__Action item__: From the listing below, output only the lines starting at the line that has "primitives everyone needs." and ending at the line that has "let side = f32::min(w, h);", exactly as they appear, ends included.

__Data for analysis__:
================

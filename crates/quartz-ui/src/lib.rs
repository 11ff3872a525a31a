//! Quartz UI: retained widgets on top of `quartz-engine`.
//!
//! A widget measures itself against [`Constraints`](constraints::Constraints),
//! paints through a [`Painter`](painter::Painter), and may schedule its own
//! next frame. [`Application`] runs one widget in a window.
//!
//! ```rust,ignore
//! use quartz_ui::prelude::*;
//!
//! Application::new()
//!     .title("Clock")
//!     .font("numerals", font_bytes)
//!     .run_widget(|fonts| ClockView::new(ClockFace::default(), fonts.get("numerals")).into());
//! ```

pub mod app;
pub mod constraints;
pub mod painter;
pub mod scene;
pub mod state;
pub mod widget;
pub mod widgets;

pub use app::Application;

/// Everything you need to build and extend UI.
pub mod prelude {
    pub use crate::app::{Application, FontMap};
    pub use crate::constraints::Constraints;
    pub use crate::painter::Painter;
    pub use crate::scene::UiScene;
    pub use crate::state::{SavedState, StateError};
    pub use crate::widget::{Element, Widget};
    pub use crate::widgets::clock::{ClockFace, ClockView, HandStyle, LocalTime, TimeSample, TimeSource};

    // Re-export the engine primitives everyone needs.
    pub use quartz_engine::coords::{Rect, Vec2};
    pub use quartz_engine::paint::Color;
    pub use quartz_engine::text::FontId;
}
use quartz_engine::coords::Vec2;

use crate::constraints::Constraints;

/// The square a clock is drawn into, as decided by the latest layout pass.
#[derive(Debug, Copy, Clone, PartialEq, Default)]
pub struct ViewGeometry {
    pub side: f32,
    /// Relative to the widget's own origin.
    pub center: Vec2,
}

impl ViewGeometry {
    pub fn from_side(side: f32) -> Self {
        let side = if side.is_finite() { side.max(0.0) } else { 0.0 };
        Self { side, center: Vec2::splat(side * 0.5) }
    }

    /// Square layout: the smaller requested axis wins. With nothing bounded
    /// the clock asks for its natural diameter.
    pub fn measure(constraints: Constraints, radius: f32) -> Self {
        let side = match (constraints.has_bounded_width(), constraints.has_bounded_height()) {
            (false, false) => radius * 2.0,
            _ => constraints.max.min_element(),
        };
        Self::from_side(side)
    }

    pub fn size(self) -> Vec2 {
        Vec2::splat(self.side)
    }

    pub fn is_empty(self) -> bool {
        self.side <= 0.0
    }
}

/// Endpoint of a hand of `length` at `angle_deg` (0° = 3 o'clock, clockwise).
pub fn hand_tip(center: Vec2, angle_deg: f32, length: f32) -> Vec2 {
    center + Vec2::from_angle_deg(angle_deg) * length
}

/// Position of tick `index` (0..60) on a ring of `radius`; tick 0 is at 12 o'clock.
pub fn tick_position(center: Vec2, radius: f32, index: u32) -> Vec2 {
    let (sin, cos) = (index as f32 * 6.0).to_radians().sin_cos();
    center + Vec2::new(sin, -cos) * radius
}

/// Anchor for numeral `n` (1..=12) on a ring of `radius`.
pub fn numeral_anchor(center: Vec2, radius: f32, n: u32) -> Vec2 {
    hand_tip(center, n as f32 * 30.0 - 90.0, radius)
}

#[cfg(test)]
mod tests {
    use super::*;

    const EPS: f32 = 1e-3;

    fn approx(a: Vec2, b: Vec2) -> bool {
        (a.x - b.x).abs() < EPS && (a.y - b.y).abs() < EPS
    }

    #[test]
    fn layout_takes_smaller_axis() {
        for (w, h) in [(400.0, 300.0), (120.0, 640.0), (250.0, 250.0), (0.0, 90.0)] {
            let g = ViewGeometry::measure(Constraints::loose(Vec2::new(w, h)), 200.0);
            let side = f32::min(w, h);
            assert_eq!(g.side, side);
            assert_eq!(g.center, Vec2::new(side / 2.0, side / 2.0));
        }
    }

    #[test]
    fn unbounded_layout_uses_diameter() {
        let g = ViewGeometry::measure(Constraints::unbounded(), 200.0);
        assert_eq!(g.side, 400.0);
        assert_eq!(g.center, Vec2::new(200.0, 200.0));
    }

    #[test]
    fn one_bounded_axis_wins() {
        let g = ViewGeometry::measure(Constraints::loose(Vec2::new(f32::INFINITY, 150.0)), 200.0);
        assert_eq!(g.side, 150.0);
    }

    #[test]
    fn ticks_are_six_degrees_apart() {
        let center = Vec2::new(200.0, 200.0);
        let r = 175.0;
        for i in 0..60 {
            let a = tick_position(center, r, i) - center;
            let b = tick_position(center, r, (i + 1) % 60) - center;
            assert!((a.length() - r).abs() < EPS);
            let cos = (a.x * b.x + a.y * b.y) / (r * r);
            assert!((cos.clamp(-1.0, 1.0).acos().to_degrees() - 6.0).abs() < EPS);
        }
    }

    #[test]
    fn tick_zero_is_at_twelve_and_fifteen_at_three() {
        let c = Vec2::new(10.0, 10.0);
        assert!(approx(tick_position(c, 5.0, 0), Vec2::new(10.0, 5.0)));
        assert!(approx(tick_position(c, 5.0, 15), Vec2::new(15.0, 10.0)));
    }

    #[test]
    fn numerals_go_clockwise_from_twelve() {
        let c = Vec2::new(200.0, 200.0);
        assert!(approx(numeral_anchor(c, 150.0, 12), Vec2::new(200.0, 50.0)));
        assert!(approx(numeral_anchor(c, 150.0, 3), Vec2::new(350.0, 200.0)));
        assert!(approx(numeral_anchor(c, 150.0, 6), Vec2::new(200.0, 350.0)));
        assert!(approx(numeral_anchor(c, 150.0, 9), Vec2::new(50.0, 200.0)));
    }

    #[test]
    fn hand_tip_follows_angle() {
        let c = Vec2::new(200.0, 200.0);
        assert!(approx(hand_tip(c, -90.0, 130.0), Vec2::new(200.0, 70.0)));
        assert!(approx(hand_tip(c, 0.0, 70.0), Vec2::new(270.0, 200.0)));
    }
}
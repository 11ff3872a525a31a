/// Premultiplied RGBA color.
///
/// Invariant:
/// - `rgb` components are multiplied by `a`.
///
/// Matches the premultiplied blend state every renderer is configured with.
#[derive(Debug, Copy, Clone, Default, PartialEq)]
pub struct Color {
    pub r: f32, // premultiplied
    pub g: f32, // premultiplied
    pub b: f32, // premultiplied
    pub a: f32,
}

impl Color {
    pub const TRANSPARENT: Color = Color::from_premul(0.0, 0.0, 0.0, 0.0);
    pub const BLACK: Color = Color::from_premul(0.0, 0.0, 0.0, 1.0);
    pub const WHITE: Color = Color::from_premul(1.0, 1.0, 1.0, 1.0);

    /// Creates a premultiplied color from premultiplied components.
    #[inline]
    pub const fn from_premul(r: f32, g: f32, b: f32, a: f32) -> Self {
        Self { r, g, b, a }
    }

    /// Creates a premultiplied color from straight alpha components in `[0, 1]`.
    #[inline]
    pub fn from_straight(r: f32, g: f32, b: f32, a: f32) -> Self {
        let a = a.clamp(0.0, 1.0);
        Self {
            r: r.clamp(0.0, 1.0) * a,
            g: g.clamp(0.0, 1.0) * a,
            b: b.clamp(0.0, 1.0) * a,
            a,
        }
    }

    /// Creates a premultiplied color from straight sRGB bytes.
    #[inline]
    pub fn from_srgb_u8(r: u8, g: u8, b: u8, a: u8) -> Self {
        Self::from_straight(r as f32 / 255.0, g as f32 / 255.0, b as f32 / 255.0, a as f32 / 255.0)
    }

    /// Creates a color from a packed `0xAARRGGBB` value.
    #[inline]
    pub fn from_argb(argb: u32) -> Self {
        let [a, r, g, b] = argb.to_be_bytes();
        Self::from_srgb_u8(r, g, b, a)
    }

    /// Returns a straight-alpha representation.
    ///
    /// For `a == 0`, RGB is returned as 0.
    #[inline]
    pub fn to_straight(self) -> (f32, f32, f32, f32) {
        if self.a <= 0.0 {
            (0.0, 0.0, 0.0, 0.0)
        } else {
            let inv = 1.0 / self.a;
            (self.r * inv, self.g * inv, self.b * inv, self.a)
        }
    }

    /// Components in GPU upload order.
    #[inline]
    pub fn to_array(self) -> [f32; 4] {
        [self.r, self.g, self.b, self.a]
    }

    #[inline]
    pub fn is_opaque(self) -> bool {
        self.a >= 1.0
    }
}

#[cfg(test)]
mod tests {
    use super::*;

    #[test]
    fn from_straight_premultiplies() {
        let c = Color::from_straight(1.0, 0.5, 0.0, 0.5);
        assert_eq!(c, Color::from_premul(0.5, 0.25, 0.0, 0.5));
    }

    #[test]
    fn from_argb_unpacks_channels() {
        assert_eq!(Color::from_argb(0xFF000000), Color::BLACK);
        assert_eq!(Color::from_argb(0xFFFFFFFF), Color::WHITE);
        assert_eq!(Color::from_argb(0x00FFFFFF), Color::TRANSPARENT);
    }

    #[test]
    fn to_straight_round_trips() {
        let (r, g, b, a) = Color::from_straight(0.2, 0.4, 0.8, 0.5).to_straight();
        assert!((r - 0.2).abs() < 1e-6);
        assert!((g - 0.4).abs() < 1e-6);
        assert!((b - 0.8).abs() < 1e-6);
        assert_eq!(a, 0.5);
    }

    #[test]
    fn opacity() {
        assert!(Color::BLACK.is_opaque());
        assert!(!Color::TRANSPARENT.is_opaque());
    }
}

================

__Output__:
    // Re-export the engine primitives everyone needs.
    pub use quartz_engine::coords::{Rect, Vec2};
    pub use quartz_engine::paint::Color;
    pub use quartz_engine::text::FontId;
}
use quartz_engine::coords::Vec2;

use crate::constraints::Constraints;

/// The square a clock is drawn into, as decided by the latest layout pass.
#[derive(Debug, Copy, Clone, PartialEq, Default)]
pub struct ViewGeometry {
    pub side: f32,
    /// Relative to the widget's own origin.
    pub center: Vec2,
}

impl ViewGeometry {
    pub fn from_side(side: f32) -> Self {
        let side = if side.is_finite() { side.max(0.0) } else { 0.0 };
        Self { side, center: Vec2::splat(side * 0.5) }
    }

    /// Square layout: the smaller requested axis wins. With nothing bounded
    /// the clock asks for its natural diameter.
    pub fn measure(constraints: Constraints, radius: f32) -> Self {
        let side = match (constraints.has_bounded_width(), constraints.has_bounded_height()) {
            (false, false) => radius * 2.0,
            _ => constraints.max.min_element(),
        };
        Self::from_side(side)
    }

    pub fn size(self) -> Vec2 {
        Vec2::splat(self.side)
    }

    pub fn is_empty(self) -> bool {
        self.side <= 0.0
    }
}

/// Endpoint of a hand of `length` at `angle_deg` (0° = 3 o'clock, clockwise).
pub fn hand_tip(center: Vec2, angle_deg: f32, length: f32) -> Vec2 {
    center + Vec2::from_angle_deg(angle_deg) * length
}

/// Position of tick `index` (0..60) on a ring of `radius`; tick 0 is at 12 o'clock.
pub fn tick_position(center: Vec2, radius: f32, index: u32) -> Vec2 {
    let (sin, cos) = (index as f32 * 6.0).to_radians().sin_cos();
    center + Vec2::new(sin, -cos) * radius
}

/// Anchor for numeral `n` (1..=12) on a ring of `radius`.
pub fn numeral_anchor(center: Vec2, radius: f32, n: u32) -> Vec2 {
    hand_tip(center, n as f32 * 30.0 - 90.0, radius)
}

#[cfg(test)]
mod tests {
    use super::*;

    const EPS: f32 = 1e-3;

    fn approx(a: Vec2, b: Vec2) -> bool {
        (a.x - b.x).abs() < EPS && (a.y - b.y).abs() < EPS
    }

    #[test]
    fn layout_takes_smaller_axis() {
        for (w, h) in [(400.0, 300.0), (120.0, 640.0), (250.0, 250.0), (0.0, 90.0)] {
            let g = ViewGeometry::measure(Constraints::loose(Vec2::new(w, h)), 200.0);
            let side = f32::min(w, h);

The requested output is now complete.